• Task description
From the records below, return every line containing the word "configuration".

Stored data entries
-----

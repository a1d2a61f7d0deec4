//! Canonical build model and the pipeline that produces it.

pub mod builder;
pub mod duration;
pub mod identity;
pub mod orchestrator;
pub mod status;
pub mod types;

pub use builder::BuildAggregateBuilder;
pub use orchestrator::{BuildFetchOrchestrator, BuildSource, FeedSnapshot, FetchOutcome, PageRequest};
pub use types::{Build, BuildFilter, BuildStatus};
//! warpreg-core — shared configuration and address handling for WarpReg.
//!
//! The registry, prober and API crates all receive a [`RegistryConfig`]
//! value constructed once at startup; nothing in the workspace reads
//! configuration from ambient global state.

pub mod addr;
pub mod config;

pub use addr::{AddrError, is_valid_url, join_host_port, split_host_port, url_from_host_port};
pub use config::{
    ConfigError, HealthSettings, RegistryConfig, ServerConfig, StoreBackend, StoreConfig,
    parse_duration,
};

-----

• Exercise response
//! warpreg-core — shared configuration and address handling for WarpReg.
//! configuration from ambient global state.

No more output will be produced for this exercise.